Since July 1, Illinois’ state-run pension systems added 651 newly retired government workers who started collecting benefits. They are projected to average $1.3 million in lifetime pension benefits during their retirements. They contributed an average of just $105,000 toward their retirements while working.
But to really understand Illinois’ pension crisis, focus on the 174 new retirees classified as “career workers” because for at least 30 years they were in pension-eligible positions. That group will average $2 million during retirement – despite having contributed an average of just $146,000 toward their pensions.
The average annual benefit among all July retirees is $40,000 for the first year of retirement. But for many, excessive annual cost-of-living adjustments, or COLAs, grow those benefits faster than the state can afford. In Illinois, public pensioners enrolled in a Tier 1 plan automatically receive an annual 3% compounding raise throughout retirement, regardless of how low inflation may be.
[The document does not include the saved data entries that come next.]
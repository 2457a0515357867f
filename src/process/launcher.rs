/*!
 * Process Launcher
 * Builds the OS invocation plan for a request and starts the OS process
 */

use super::terminal;
use super::types::ExecuteOptions;
use crate::core::errors::{ExecError, ExecResult};
use std::process::Stdio;
use tokio::process::{Child, Command};

/// What actually gets handed to the OS
#[derive(Debug, Clone, PartialEq, Eq)]
pub struct InvocationPlan {
    pub program: String,
    pub args: Vec<String>,
    /// False for visible-terminal launches, whose output goes to the window
    pub capture_output: bool,
}

/// Join command and arguments verbatim so shell operators keep their meaning
pub fn command_line(command: &str, args: &[String]) -> String {
    if args.is_empty() {
        return command.to_string();
    }
    let mut line = String::from(command);
    for arg in args {
        line.push(' ');
        line.push_str(arg);
    }
    line
}

pub fn build_plan(command: &str, args: &[String], options: &ExecuteOptions) -> InvocationPlan {
    let line = command_line(command, args);
    if options.visible_terminal {
        terminal::visible_plan(&line, options)
    } else {
        background_plan(line)
    }
}

/// Route through the platform command interpreter
fn background_plan(line: String) -> InvocationPlan {
    #[cfg(windows)]
    let (program, mut args) = ("cmd.exe", vec!["/d".to_string(), "/s".to_string(), "/c".to_string()]);
    #[cfg(not(windows))]
    let (program, mut args) = ("sh", vec!["-c".to_string()]);

    args.push(line);
    InvocationPlan {
        program: program.to_string(),
        args,
        capture_output: true,
    }
}

/// Start the OS process described by `plan`.
///
/// On Unix the child leads a new process group so the whole tree can be
/// signalled. The child is killed if its handle is dropped.
pub fn spawn(plan: &InvocationPlan, options: &ExecuteOptions) -> ExecResult<Child> {
    let mut cmd = Command::new(&plan.program);
    cmd.args(&plan.args);

    if let Some(cwd) = &options.cwd {
        cmd.current_dir(cwd);
    }
    cmd.envs(options.env.iter().map(|(k, v)| (k.as_str(), v.as_str())));

    cmd.stdin(Stdio::null());
    if plan.capture_output {
        cmd.stdout(Stdio::piped()).stderr(Stdio::piped());
    } else {
        cmd.stdout(Stdio::null()).stderr(Stdio::null());
    }

    #[cfg(unix)]
    cmd.process_group(0);

    cmd.kill_on_drop(true);

    cmd.spawn().map_err(|e| ExecError::SpawnFailure {
        command: plan.program.clone(),
        reason: e.to_string(),
    })
}

#[cfg(test)]
mod tests {
    use super::*;
    use pretty_assertions::assert_eq;

    fn strings(items: &[&str]) -> Vec<String> {
        items.iter().map(|s| s.to_string()).collect()
    }

    #[test]
    fn test_command_line_keeps_operators() {
        assert_eq!(command_line("ls", &[]), "ls");
        assert_eq!(
            command_line("echo", &strings(&["a", "&&", "echo", "b"])),
            "echo a && echo b"
        );
    }

    #[cfg(unix)]
    #[test]
    fn test_background_plan_uses_sh() {
        let plan = build_plan("echo", &strings(&["hi", "|", "wc"]), &ExecuteOptions::default());
        assert_eq!(
            plan,
            InvocationPlan {
                program: "sh".to_string(),
                args: strings(&["-c", "echo hi | wc"]),
                capture_output: true,
            }
        );
    }

    #[cfg(windows)]
    #[test]
    fn test_background_plan_uses_cmd() {
        let plan = build_plan("dir", &[], &ExecuteOptions::default());
        assert_eq!(plan.program, "cmd.exe");
        assert_eq!(plan.args.last().map(String::as_str), Some("dir"));
    }

    #[test]
    fn test_visible_plan_does_not_capture() {
        let options = ExecuteOptions::new().in_visible_terminal(Default::default());
        let plan = build_plan("top", &[], &options);
        assert!(!plan.capture_output);
    }

    #[cfg(unix)]
    #[tokio::test]
    async fn test_spawn_missing_cwd_is_spawn_failure() {
        let plan = build_plan("true", &[], &ExecuteOptions::default());
        let options = ExecuteOptions::new().with_cwd("/definitely/not/a/dir");
        assert!(matches!(
            spawn(&plan, &options),
            Err(ExecError::SpawnFailure { .. })
        ));
    }

    #[cfg(unix)]
    #[tokio::test]
    async fn test_spawn_runs_in_own_group() {
        let plan = build_plan("sleep", &strings(&["0.1"]), &ExecuteOptions::default());
        let mut child = spawn(&plan, &ExecuteOptions::default()).unwrap();
        let pid = child.id().unwrap() as i32;

        let pgid = nix::unistd::getpgid(Some(nix::unistd::Pid::from_raw(pid))).unwrap();
        assert_eq!(pgid.as_raw(), pid);

        assert!(child.wait().await.unwrap().success());
    }
}
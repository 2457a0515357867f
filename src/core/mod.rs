/*!
 * Core Module
 * Fundamental runner types, limits, and error handling
 */

pub mod errors;
pub mod limits;
pub mod types;

// Re-export for convenience
pub use errors::*;
pub use types::*;
/*!
 * Heuristic Sampler
 * Age-based estimate used when no platform data is available
 */

use super::{ResourceSampler, ResourceUsage, SampleError};
use crate::core::limits::{
    HEURISTIC_BASE_MEMORY_MB, HEURISTIC_MAX_MEMORY_MB, HEURISTIC_MEMORY_GROWTH_MB_PER_MIN,
};
use crate::core::types::OsPid;
use std::time::Duration;

/// Small base estimate growing slowly with process age; CPU is unknown
#[derive(Debug, Clone, Copy, Default)]
pub struct HeuristicSampler;

impl HeuristicSampler {
    pub fn estimate(&self, age: Duration) -> ResourceUsage {
        let minutes = age.as_secs_f64() / 60.0;
        let memory_mb = (HEURISTIC_BASE_MEMORY_MB + minutes * HEURISTIC_MEMORY_GROWTH_MB_PER_MIN)
            .min(HEURISTIC_MAX_MEMORY_MB);

        ResourceUsage {
            memory_mb,
            cpu_percent: None,
            estimated: true,
        }
    }
}

impl ResourceSampler for HeuristicSampler {
    fn name(&self) -> &'static str {
        "heuristic"
    }

    /// Without an age the estimate is the base value
    fn sample(&self, _pid: OsPid) -> Result<ResourceUsage, SampleError> {
        Ok(self.estimate(Duration::ZERO))
    }
}
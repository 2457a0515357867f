/*!
 * Resource Sampling
 * Per-process memory/CPU inspection with one strategy per platform family
 *
 * - Linux: `/proc/<pid>` with a windowed CPU delta between samples
 * - macOS / BSD: `ps -o rss=,%cpu=`
 * - Everything else (Windows): `sysinfo`
 * - Heuristic: universal fallback when the platform strategy fails
 */

mod heuristic;
#[cfg(target_os = "linux")]
mod procfs;
#[cfg(unix)]
mod ps;
mod sysinfo_probe;

pub use heuristic::HeuristicSampler;
#[cfg(target_os = "linux")]
pub use procfs::ProcfsSampler;
#[cfg(unix)]
pub use ps::PsSampler;
pub use sysinfo_probe::SysinfoSampler;

use crate::core::types::OsPid;
use serde::{Deserialize, Serialize};
use std::sync::Arc;
use std::time::Duration;
use thiserror::Error;

/// Sampling errors never escape the monitor loop
#[derive(Debug, Error)]
pub enum SampleError {
    #[error("Process {0} not found")]
    NotFound(OsPid),

    #[error("IO error: {0}")]
    Io(#[from] std::io::Error),

    #[error("Unparseable output: {0}")]
    Parse(String),

    #[error("Sampling not supported: {0}")]
    Unsupported(&'static str),
}

/// Usage observed for one process
#[derive(Debug, Clone, Copy, PartialEq, Serialize, Deserialize)]
pub struct ResourceUsage {
    pub memory_mb: f64,
    /// `None` when unknown
    pub cpu_percent: Option<f64>,
    /// True for heuristic estimates, which are never enforced
    #[serde(default)]
    pub estimated: bool,
}

impl ResourceUsage {
    pub fn measured(memory_mb: f64, cpu_percent: f64) -> Self {
        Self {
            memory_mb,
            cpu_percent: Some(cpu_percent),
            estimated: false,
        }
    }
}

/// Platform capability: read a process's current memory and CPU usage
pub trait ResourceSampler: Send + Sync {
    /// Strategy name for logging
    fn name(&self) -> &'static str;

    /// Sample a live process. May block briefly; callers run it off the async threads.
    fn sample(&self, pid: OsPid) -> Result<ResourceUsage, SampleError>;

    /// Drop any per-process state after exit
    fn forget(&self, _pid: OsPid) {}
}

/// Sample `pid`, degrading to the heuristic on failure or when there is no pid
pub fn sample_or_estimate(
    sampler: &dyn ResourceSampler,
    fallback: &HeuristicSampler,
    pid: Option<OsPid>,
    age: Duration,
) -> ResourceUsage {
    let Some(pid) = pid else {
        return fallback.estimate(age);
    };

    match sampler.sample(pid) {
        Ok(usage) => usage,
        Err(e) => {
            tracing::debug!(pid, sampler = sampler.name(), error = %e, "Sampling failed, using estimate");
            fallback.estimate(age)
        }
    }
}

/// Strategy for the platform this binary was built for
pub fn platform_sampler() -> Arc<dyn ResourceSampler> {
    #[cfg(target_os = "linux")]
    {
        Arc::new(ProcfsSampler::new())
    }

    #[cfg(all(
        unix,
        any(
            target_os = "macos",
            target_os = "freebsd",
            target_os = "openbsd",
            target_os = "netbsd",
            target_os = "dragonfly"
        )
    ))]
    {
        Arc::new(PsSampler::new())
    }

    #[cfg(not(any(
        target_os = "linux",
        target_os = "macos",
        target_os = "freebsd",
        target_os = "openbsd",
        target_os = "netbsd",
        target_os = "dragonfly"
    )))]
    {
        Arc::new(SysinfoSampler::new())
    }
}
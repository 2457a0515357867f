/*!
 * Linux procfs Sampler
 *
 * Memory from `VmRSS` in `/proc/<pid>/status`. CPU from `utime + stime` in
 * `/proc/<pid>/stat`, reported as the delta against the previous sample of
 * the same pid so consecutive ticks are comparable. The first sample of a
 * pid falls back to the lifetime average.
 *
 * When the pid leads its own process group, both figures cover every live
 * member of the group, so work forked by a shell line is measured too.
 */

use super::{ResourceSampler, ResourceUsage, SampleError};
use crate::core::types::OsPid;
use nix::unistd::{sysconf, SysconfVar};
use parking_lot::Mutex;
use std::collections::HashMap;
use std::fs;
use std::io::ErrorKind;
use std::time::Instant;

/// Kernel USER_HZ on every mainstream architecture
const FALLBACK_CLOCK_TICKS: f64 = 100.0;

#[derive(Debug, Clone, Copy)]
struct CpuSample {
    ticks: u64,
    at: Instant,
}

pub struct ProcfsSampler {
    clock_ticks: f64,
    previous: Mutex<HashMap<OsPid, CpuSample>>,
}

impl ProcfsSampler {
    pub fn new() -> Self {
        let clock_ticks = match sysconf(SysconfVar::CLK_TCK) {
            Ok(Some(ticks)) if ticks > 0 => ticks as f64,
            _ => FALLBACK_CLOCK_TICKS,
        };
        Self {
            clock_ticks,
            previous: Mutex::new(HashMap::new()),
        }
    }

    fn read_proc(pid: OsPid, file: &str) -> Result<String, SampleError> {
        fs::read_to_string(format!("/proc/{}/{}", pid, file)).map_err(|e| match e.kind() {
            ErrorKind::NotFound => SampleError::NotFound(pid),
            _ => SampleError::Io(e),
        })
    }

    fn cpu_percent(&self, pid: OsPid, ticks: u64, start_time: u64) -> Result<f64, SampleError> {
        let now = Instant::now();
        let current = CpuSample { ticks, at: now };
        let previous = self.previous.lock().insert(pid, current);

        let (cpu_secs, wall_secs) = match previous {
            Some(prev) if now > prev.at => (
                current.ticks.saturating_sub(prev.ticks) as f64 / self.clock_ticks,
                now.duration_since(prev.at).as_secs_f64(),
            ),
            _ => {
                let uptime = read_uptime()?;
                let started = start_time as f64 / self.clock_ticks;
                (current.ticks as f64 / self.clock_ticks, uptime - started)
            }
        };

        if wall_secs <= 0.0 {
            return Ok(0.0);
        }
        Ok(cpu_secs / wall_secs * 100.0)
    }
}

impl Default for ProcfsSampler {
    fn default() -> Self {
        Self::new()
    }
}

impl ResourceSampler for ProcfsSampler {
    fn name(&self) -> &'static str {
        "procfs"
    }

    fn sample(&self, pid: OsPid) -> Result<ResourceUsage, SampleError> {
        let leader = parse_stat(&Self::read_proc(pid, "stat")?)?;
        let mut rss_kb = parse_vm_rss_kb(&Self::read_proc(pid, "status")?)?;
        let mut ticks = leader.utime + leader.stime;

        if leader.pgrp == u64::from(pid) {
            for (member, stat) in group_members(pid) {
                // Members may exit between the scan and this read
                let Ok(status) = Self::read_proc(member, "status") else {
                    continue;
                };
                rss_kb += parse_vm_rss_kb(&status).unwrap_or(0);
                ticks += stat.utime + stat.stime;
            }
        }

        let cpu = self.cpu_percent(pid, ticks, leader.start_time)?;
        Ok(ResourceUsage::measured(rss_kb as f64 / 1024.0, cpu))
    }

    fn forget(&self, pid: OsPid) {
        self.previous.lock().remove(&pid);
    }
}

#[derive(Debug, Clone, Copy, PartialEq, Eq)]
struct StatFields {
    pgrp: u64,
    utime: u64,
    stime: u64,
    start_time: u64,
}

/// `VmRSS:     1234 kB`; kernel threads and zombies have no VmRSS line
fn parse_vm_rss_kb(status: &str) -> Result<u64, SampleError> {
    let Some(line) = status.lines().find(|l| l.starts_with("VmRSS:")) else {
        return Ok(0);
    };
    line.split_whitespace()
        .nth(1)
        .and_then(|v| v.parse().ok())
        .ok_or_else(|| SampleError::Parse(line.to_string()))
}

/// Fields 5, 14, 15 and 22 of `/proc/<pid>/stat`. `comm` (field 2) may hold
/// spaces and parentheses, so counting starts after the last ')'.
fn parse_stat(stat: &str) -> Result<StatFields, SampleError> {
    let rest = stat
        .rfind(')')
        .map(|i| &stat[i + 1..])
        .ok_or_else(|| SampleError::Parse("missing comm terminator".into()))?;
    let fields: Vec<&str> = rest.split_whitespace().collect();

    // fields[0] is field 3 (state)
    let field = |n: usize| -> Result<u64, SampleError> {
        fields
            .get(n - 3)
            .and_then(|v| v.parse().ok())
            .ok_or_else(|| SampleError::Parse(format!("stat field {}", n)))
    };

    Ok(StatFields {
        pgrp: field(5)?,
        utime: field(14)?,
        stime: field(15)?,
        start_time: field(22)?,
    })
}

/// Every other process whose group id is `pgid`
fn group_members(pgid: OsPid) -> Vec<(OsPid, StatFields)> {
    let Ok(entries) = fs::read_dir("/proc") else {
        return Vec::new();
    };

    entries
        .filter_map(Result::ok)
        .filter_map(|entry| entry.file_name().to_str()?.parse::<OsPid>().ok())
        .filter(|&pid| pid != pgid)
        .filter_map(|pid| {
            let stat = parse_stat(&ProcfsSampler::read_proc(pid, "stat").ok()?).ok()?;
            (stat.pgrp == u64::from(pgid)).then_some((pid, stat))
        })
        .collect()
}

fn read_uptime() -> Result<f64, SampleError> {
    let raw = fs::read_to_string("/proc/uptime")?;
    raw.split_whitespace()
        .next()
        .and_then(|v| v.parse().ok())
        .ok_or_else(|| SampleError::Parse(raw.clone()))
}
Altogether, these 651 new pensioners will cost the state pension funds $26 million – no small cost for a state with $137 billion in pension debt. Importantly, Illinois’ pension problem is not the fault of government workers or retirees. Rather, it is lawmakers in Springfield who created the unsustainable system.
Consolidation of the pension funds cannot solve Illinois’ pension problem, as more workers continue to enter retirement systems that are fast approaching insolvency. The only solution to restore state finances – and protect pensioners’ retirement security – is constitutional pension reform.